Start of DATA EXCERPTS

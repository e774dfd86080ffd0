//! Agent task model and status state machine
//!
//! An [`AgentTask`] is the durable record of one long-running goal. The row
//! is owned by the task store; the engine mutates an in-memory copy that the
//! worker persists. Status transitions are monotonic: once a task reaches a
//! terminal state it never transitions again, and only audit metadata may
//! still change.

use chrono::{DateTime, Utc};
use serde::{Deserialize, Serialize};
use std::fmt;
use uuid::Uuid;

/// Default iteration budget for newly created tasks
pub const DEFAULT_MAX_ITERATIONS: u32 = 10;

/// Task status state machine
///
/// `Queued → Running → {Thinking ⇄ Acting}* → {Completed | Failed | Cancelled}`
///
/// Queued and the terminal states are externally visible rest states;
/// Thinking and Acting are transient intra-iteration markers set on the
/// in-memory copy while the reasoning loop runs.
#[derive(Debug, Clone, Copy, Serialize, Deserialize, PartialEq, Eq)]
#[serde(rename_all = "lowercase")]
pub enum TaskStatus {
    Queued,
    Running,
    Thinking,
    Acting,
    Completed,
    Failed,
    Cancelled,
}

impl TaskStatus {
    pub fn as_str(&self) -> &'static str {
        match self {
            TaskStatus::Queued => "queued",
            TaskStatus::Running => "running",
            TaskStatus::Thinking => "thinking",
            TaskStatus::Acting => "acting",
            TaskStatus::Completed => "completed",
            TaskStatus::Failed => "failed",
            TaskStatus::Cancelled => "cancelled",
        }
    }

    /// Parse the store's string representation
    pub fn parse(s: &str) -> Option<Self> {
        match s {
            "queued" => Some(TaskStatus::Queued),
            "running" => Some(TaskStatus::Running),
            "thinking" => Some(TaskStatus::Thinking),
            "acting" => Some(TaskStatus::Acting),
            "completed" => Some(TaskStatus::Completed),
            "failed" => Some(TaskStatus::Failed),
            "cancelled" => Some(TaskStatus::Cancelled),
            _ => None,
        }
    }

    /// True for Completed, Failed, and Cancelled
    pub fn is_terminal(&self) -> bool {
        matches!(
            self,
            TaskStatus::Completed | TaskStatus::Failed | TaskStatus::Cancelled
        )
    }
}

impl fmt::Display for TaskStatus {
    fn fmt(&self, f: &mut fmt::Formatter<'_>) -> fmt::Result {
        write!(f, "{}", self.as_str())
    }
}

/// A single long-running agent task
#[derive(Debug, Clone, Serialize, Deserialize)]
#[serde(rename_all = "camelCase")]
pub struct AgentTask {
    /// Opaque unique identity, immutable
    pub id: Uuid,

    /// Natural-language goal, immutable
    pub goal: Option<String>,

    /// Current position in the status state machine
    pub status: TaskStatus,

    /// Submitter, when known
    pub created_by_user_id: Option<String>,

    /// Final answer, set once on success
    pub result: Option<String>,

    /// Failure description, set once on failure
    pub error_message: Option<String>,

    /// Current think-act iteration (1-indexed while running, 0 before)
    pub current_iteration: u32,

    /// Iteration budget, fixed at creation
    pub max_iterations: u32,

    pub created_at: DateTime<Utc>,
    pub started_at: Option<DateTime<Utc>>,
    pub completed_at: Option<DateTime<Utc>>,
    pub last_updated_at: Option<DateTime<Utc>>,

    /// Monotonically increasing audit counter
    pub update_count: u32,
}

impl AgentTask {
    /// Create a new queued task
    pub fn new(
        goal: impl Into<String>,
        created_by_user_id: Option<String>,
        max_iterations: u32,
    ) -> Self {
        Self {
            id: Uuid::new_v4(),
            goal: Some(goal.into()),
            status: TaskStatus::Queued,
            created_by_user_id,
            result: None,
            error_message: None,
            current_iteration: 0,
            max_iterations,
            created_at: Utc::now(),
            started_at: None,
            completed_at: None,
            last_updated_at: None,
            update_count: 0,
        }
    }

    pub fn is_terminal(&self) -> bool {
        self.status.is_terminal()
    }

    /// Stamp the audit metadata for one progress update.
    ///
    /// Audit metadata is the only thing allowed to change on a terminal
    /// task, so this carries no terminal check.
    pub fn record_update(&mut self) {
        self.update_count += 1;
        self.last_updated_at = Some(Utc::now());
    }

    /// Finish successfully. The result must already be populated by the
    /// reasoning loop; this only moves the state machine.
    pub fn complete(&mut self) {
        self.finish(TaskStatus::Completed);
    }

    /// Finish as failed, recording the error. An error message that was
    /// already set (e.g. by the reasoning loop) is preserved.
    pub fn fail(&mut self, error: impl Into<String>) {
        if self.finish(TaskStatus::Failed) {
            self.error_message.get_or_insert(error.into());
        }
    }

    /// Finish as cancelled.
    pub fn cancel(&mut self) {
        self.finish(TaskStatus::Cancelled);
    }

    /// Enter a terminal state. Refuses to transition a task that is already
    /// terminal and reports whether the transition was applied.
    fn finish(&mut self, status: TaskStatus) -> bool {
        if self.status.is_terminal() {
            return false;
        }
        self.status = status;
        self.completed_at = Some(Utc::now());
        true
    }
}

End of DATA EXCERPTS
Start of DATA EXCERPTS

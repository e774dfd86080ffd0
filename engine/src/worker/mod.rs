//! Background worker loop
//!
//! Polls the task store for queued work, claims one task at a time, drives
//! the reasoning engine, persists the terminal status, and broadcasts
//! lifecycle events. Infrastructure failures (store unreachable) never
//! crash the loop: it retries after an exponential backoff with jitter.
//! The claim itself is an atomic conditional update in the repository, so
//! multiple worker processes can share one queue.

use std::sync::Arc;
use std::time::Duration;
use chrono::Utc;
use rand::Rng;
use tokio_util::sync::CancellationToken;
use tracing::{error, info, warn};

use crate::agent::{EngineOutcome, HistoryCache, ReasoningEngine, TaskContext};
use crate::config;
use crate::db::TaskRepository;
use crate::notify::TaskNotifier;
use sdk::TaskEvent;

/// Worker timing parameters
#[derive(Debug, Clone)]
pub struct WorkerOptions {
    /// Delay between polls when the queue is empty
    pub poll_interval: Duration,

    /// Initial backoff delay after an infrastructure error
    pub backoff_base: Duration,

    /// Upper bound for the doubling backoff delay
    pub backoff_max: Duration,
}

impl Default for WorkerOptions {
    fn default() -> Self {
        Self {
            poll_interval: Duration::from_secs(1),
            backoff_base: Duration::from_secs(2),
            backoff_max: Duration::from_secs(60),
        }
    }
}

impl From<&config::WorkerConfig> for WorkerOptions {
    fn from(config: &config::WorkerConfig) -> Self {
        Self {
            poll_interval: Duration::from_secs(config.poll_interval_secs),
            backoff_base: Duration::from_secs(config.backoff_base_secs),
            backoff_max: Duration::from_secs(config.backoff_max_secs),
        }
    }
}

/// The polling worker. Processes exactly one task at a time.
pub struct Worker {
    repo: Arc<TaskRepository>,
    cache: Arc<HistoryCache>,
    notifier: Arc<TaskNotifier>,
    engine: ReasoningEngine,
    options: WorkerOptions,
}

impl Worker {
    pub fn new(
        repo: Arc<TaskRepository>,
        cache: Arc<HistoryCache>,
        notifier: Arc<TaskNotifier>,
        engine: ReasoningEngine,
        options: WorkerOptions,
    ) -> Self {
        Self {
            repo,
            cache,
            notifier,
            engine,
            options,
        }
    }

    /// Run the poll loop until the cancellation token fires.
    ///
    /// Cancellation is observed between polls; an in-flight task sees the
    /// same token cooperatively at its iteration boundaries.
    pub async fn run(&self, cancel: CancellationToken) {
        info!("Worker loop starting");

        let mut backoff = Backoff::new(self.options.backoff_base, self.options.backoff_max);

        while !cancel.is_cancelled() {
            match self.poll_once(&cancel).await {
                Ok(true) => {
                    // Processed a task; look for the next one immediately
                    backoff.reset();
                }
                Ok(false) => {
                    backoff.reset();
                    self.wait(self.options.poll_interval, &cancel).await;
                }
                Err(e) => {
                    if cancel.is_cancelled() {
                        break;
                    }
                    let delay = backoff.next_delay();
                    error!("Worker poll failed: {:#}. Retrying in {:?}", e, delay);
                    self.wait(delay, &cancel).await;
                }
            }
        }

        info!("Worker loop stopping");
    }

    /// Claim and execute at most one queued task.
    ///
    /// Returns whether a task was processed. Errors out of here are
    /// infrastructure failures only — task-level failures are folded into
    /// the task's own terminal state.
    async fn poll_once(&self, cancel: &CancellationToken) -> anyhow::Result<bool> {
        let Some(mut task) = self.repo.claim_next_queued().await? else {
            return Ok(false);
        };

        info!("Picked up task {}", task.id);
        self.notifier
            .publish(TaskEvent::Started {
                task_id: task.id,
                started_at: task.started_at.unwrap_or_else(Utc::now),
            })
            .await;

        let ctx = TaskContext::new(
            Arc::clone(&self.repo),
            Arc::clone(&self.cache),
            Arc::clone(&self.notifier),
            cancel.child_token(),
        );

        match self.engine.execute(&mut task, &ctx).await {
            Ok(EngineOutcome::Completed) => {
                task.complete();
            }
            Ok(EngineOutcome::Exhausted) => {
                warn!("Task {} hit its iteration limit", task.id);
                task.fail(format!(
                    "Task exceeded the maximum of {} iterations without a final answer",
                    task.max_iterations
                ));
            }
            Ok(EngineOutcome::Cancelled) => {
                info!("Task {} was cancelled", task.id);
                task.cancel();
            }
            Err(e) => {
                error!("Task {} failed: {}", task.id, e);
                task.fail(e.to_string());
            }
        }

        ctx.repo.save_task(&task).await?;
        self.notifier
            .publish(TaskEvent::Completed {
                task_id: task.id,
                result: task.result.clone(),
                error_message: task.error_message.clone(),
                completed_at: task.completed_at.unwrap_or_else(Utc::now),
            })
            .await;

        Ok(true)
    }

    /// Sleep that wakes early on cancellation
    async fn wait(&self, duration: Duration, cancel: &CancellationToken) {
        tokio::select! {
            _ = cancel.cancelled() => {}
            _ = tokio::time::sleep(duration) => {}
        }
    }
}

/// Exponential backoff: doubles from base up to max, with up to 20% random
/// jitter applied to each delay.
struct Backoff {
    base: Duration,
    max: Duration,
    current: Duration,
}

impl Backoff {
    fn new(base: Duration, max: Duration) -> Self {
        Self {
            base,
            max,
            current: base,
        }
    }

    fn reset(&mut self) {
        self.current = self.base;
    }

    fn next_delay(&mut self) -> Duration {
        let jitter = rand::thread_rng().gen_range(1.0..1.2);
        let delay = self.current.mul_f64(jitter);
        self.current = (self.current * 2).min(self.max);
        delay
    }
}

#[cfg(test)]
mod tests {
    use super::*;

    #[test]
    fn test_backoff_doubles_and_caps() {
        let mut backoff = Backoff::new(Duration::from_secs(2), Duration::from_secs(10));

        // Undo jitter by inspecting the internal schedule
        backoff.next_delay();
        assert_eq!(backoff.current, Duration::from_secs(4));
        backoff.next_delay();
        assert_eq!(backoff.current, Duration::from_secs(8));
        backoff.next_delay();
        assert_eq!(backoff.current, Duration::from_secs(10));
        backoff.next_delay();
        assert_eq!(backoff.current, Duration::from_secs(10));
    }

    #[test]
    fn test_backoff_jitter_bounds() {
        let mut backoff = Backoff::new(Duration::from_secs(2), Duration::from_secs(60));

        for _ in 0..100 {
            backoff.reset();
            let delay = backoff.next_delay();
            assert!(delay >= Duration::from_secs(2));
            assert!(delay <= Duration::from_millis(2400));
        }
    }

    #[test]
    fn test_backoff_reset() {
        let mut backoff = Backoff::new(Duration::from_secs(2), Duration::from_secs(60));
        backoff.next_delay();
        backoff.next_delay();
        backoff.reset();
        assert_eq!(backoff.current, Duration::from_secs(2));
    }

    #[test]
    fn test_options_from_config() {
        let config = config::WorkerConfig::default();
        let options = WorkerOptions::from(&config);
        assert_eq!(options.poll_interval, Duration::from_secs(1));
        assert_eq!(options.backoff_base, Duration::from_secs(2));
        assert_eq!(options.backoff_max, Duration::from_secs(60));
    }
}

End of DATA EXCERPTS
Start of DATA EXCERPTS

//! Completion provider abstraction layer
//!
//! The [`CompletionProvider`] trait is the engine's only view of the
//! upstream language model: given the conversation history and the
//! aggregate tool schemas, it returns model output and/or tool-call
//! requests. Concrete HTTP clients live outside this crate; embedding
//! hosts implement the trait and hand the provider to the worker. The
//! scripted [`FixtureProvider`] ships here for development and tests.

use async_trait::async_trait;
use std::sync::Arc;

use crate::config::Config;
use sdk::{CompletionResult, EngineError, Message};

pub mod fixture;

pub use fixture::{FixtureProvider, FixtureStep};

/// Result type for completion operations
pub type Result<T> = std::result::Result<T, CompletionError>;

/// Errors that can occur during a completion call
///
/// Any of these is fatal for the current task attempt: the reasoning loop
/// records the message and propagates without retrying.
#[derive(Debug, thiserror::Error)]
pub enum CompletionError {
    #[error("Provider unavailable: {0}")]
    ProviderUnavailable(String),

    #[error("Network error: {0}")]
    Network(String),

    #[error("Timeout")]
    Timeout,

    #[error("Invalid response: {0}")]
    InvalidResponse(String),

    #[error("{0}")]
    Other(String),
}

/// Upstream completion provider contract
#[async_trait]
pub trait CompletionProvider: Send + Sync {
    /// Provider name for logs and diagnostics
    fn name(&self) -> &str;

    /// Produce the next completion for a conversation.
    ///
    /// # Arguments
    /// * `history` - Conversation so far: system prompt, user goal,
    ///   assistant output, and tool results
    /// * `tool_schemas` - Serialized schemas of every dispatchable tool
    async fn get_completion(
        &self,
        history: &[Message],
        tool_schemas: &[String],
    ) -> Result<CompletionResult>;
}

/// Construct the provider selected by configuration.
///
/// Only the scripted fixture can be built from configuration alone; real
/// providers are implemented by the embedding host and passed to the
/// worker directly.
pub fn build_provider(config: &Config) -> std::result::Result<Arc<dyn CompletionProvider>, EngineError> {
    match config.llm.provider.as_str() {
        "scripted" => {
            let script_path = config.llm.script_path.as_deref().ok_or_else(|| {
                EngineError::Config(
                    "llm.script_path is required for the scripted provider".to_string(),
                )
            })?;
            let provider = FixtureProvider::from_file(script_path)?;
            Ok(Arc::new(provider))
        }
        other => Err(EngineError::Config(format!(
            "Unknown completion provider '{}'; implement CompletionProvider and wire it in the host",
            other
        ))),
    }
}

End of DATA EXCERPTS

# [DIRECTIONS FOR THIS TASK]
Working from the entries above, filter out every line that lacks "CompletionResult" and copy what remains.

# [SOLUTION FOR THIS EXERCISE]
use sdk::{CompletionResult, EngineError, Message};
    ) -> Result<CompletionResult>;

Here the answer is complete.